Required action:
Whenever a line below includes "expressions", add it to the tally, then give the total and nothing more.

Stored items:
○ ○ ○
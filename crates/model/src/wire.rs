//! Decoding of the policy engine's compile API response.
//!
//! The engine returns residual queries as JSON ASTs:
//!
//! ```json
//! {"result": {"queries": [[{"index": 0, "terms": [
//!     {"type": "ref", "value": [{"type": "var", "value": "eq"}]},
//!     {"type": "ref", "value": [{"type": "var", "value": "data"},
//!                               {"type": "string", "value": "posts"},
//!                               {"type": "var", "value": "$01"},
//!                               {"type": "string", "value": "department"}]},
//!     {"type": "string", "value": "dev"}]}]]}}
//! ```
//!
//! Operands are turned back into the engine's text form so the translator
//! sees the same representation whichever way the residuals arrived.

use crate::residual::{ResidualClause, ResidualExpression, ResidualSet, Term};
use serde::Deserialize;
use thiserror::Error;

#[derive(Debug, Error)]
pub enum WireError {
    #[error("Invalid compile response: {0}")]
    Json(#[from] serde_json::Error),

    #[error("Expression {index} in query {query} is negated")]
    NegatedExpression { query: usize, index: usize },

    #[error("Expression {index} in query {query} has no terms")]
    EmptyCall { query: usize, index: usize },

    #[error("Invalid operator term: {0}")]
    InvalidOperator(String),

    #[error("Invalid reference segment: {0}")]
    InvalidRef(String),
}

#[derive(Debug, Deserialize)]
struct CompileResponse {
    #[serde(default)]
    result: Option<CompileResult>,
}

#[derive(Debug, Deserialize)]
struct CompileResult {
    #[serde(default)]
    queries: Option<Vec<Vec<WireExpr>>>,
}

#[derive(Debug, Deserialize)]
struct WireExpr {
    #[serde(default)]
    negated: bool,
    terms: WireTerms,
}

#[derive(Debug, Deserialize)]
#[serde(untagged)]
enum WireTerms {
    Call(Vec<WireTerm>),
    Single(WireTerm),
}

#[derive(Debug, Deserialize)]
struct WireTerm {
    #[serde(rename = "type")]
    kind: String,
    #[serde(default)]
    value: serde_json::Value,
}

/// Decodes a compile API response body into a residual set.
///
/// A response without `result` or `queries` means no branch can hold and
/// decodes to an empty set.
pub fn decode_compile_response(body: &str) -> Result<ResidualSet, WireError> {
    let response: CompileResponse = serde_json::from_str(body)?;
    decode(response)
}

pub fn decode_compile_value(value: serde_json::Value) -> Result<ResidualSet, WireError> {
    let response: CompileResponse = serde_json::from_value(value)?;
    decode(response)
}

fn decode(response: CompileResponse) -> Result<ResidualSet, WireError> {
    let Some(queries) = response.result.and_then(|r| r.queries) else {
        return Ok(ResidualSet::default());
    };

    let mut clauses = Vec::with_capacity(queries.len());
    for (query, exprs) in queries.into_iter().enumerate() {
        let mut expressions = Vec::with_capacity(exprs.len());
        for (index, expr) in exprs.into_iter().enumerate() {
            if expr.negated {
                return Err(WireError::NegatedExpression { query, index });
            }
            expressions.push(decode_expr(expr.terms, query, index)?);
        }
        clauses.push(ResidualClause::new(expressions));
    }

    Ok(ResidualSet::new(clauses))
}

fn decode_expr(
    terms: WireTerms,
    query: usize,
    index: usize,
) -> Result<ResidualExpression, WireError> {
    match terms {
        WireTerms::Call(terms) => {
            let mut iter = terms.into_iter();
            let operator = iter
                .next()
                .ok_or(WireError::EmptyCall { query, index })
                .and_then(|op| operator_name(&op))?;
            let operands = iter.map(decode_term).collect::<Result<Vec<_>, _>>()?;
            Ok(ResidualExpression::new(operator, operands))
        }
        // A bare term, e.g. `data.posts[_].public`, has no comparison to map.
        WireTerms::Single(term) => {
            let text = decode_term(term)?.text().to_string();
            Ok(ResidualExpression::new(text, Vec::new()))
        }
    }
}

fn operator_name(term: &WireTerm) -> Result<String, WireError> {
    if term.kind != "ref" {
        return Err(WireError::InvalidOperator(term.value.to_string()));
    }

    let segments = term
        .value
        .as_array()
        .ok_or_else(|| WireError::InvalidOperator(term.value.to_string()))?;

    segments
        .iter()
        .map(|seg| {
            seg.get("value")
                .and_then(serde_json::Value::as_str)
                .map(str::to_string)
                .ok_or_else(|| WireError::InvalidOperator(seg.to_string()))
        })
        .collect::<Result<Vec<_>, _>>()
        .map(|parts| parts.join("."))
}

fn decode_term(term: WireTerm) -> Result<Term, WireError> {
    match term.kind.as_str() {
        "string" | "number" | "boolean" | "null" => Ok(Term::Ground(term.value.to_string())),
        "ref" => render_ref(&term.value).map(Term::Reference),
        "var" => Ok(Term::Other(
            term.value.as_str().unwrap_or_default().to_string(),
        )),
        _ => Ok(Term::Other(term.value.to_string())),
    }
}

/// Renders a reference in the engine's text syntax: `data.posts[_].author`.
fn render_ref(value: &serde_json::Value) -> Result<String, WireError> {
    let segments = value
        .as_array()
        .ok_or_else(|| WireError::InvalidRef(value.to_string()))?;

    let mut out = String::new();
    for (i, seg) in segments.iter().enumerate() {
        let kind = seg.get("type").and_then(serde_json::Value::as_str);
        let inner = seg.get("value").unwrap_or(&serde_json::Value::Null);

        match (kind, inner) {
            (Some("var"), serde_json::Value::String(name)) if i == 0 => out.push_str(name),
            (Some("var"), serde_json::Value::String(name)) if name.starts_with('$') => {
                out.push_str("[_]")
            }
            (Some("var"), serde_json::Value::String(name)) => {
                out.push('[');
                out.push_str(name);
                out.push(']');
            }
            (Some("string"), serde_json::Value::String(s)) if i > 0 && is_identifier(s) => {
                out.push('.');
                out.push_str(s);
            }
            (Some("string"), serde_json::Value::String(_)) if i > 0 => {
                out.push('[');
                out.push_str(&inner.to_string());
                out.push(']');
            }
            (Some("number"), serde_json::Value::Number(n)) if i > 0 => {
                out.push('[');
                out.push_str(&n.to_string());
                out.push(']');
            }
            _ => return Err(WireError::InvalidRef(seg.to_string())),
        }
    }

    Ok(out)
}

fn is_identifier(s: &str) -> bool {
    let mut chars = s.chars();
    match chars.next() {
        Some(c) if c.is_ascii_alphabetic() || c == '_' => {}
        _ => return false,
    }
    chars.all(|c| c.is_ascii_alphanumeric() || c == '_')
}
○ ○ ○
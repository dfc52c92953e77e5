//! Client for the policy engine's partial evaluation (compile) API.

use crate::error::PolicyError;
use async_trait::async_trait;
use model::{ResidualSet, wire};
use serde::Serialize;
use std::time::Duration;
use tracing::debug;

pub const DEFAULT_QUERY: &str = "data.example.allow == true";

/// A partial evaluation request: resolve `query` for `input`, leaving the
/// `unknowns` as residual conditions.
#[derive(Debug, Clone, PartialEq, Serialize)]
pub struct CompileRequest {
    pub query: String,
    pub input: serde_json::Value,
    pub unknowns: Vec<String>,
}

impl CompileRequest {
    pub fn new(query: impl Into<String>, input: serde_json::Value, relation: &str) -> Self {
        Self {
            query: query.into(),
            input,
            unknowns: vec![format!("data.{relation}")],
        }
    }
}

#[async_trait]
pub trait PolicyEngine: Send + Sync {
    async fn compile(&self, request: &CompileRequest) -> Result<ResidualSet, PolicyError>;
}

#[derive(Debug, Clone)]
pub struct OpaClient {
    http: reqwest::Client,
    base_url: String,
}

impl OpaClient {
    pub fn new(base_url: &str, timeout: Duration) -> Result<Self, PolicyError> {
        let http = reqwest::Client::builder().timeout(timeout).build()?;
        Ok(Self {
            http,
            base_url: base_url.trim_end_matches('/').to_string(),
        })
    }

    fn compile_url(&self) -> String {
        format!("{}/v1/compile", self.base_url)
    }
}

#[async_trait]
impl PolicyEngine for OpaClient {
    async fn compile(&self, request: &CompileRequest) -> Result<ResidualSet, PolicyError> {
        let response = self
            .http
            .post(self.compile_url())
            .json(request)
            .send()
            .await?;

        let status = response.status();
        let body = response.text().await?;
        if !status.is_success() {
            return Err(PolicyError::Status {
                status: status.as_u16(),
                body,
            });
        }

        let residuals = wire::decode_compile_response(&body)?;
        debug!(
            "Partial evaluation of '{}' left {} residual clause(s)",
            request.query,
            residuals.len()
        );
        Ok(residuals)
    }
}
○ ○ ○
Written solution:
3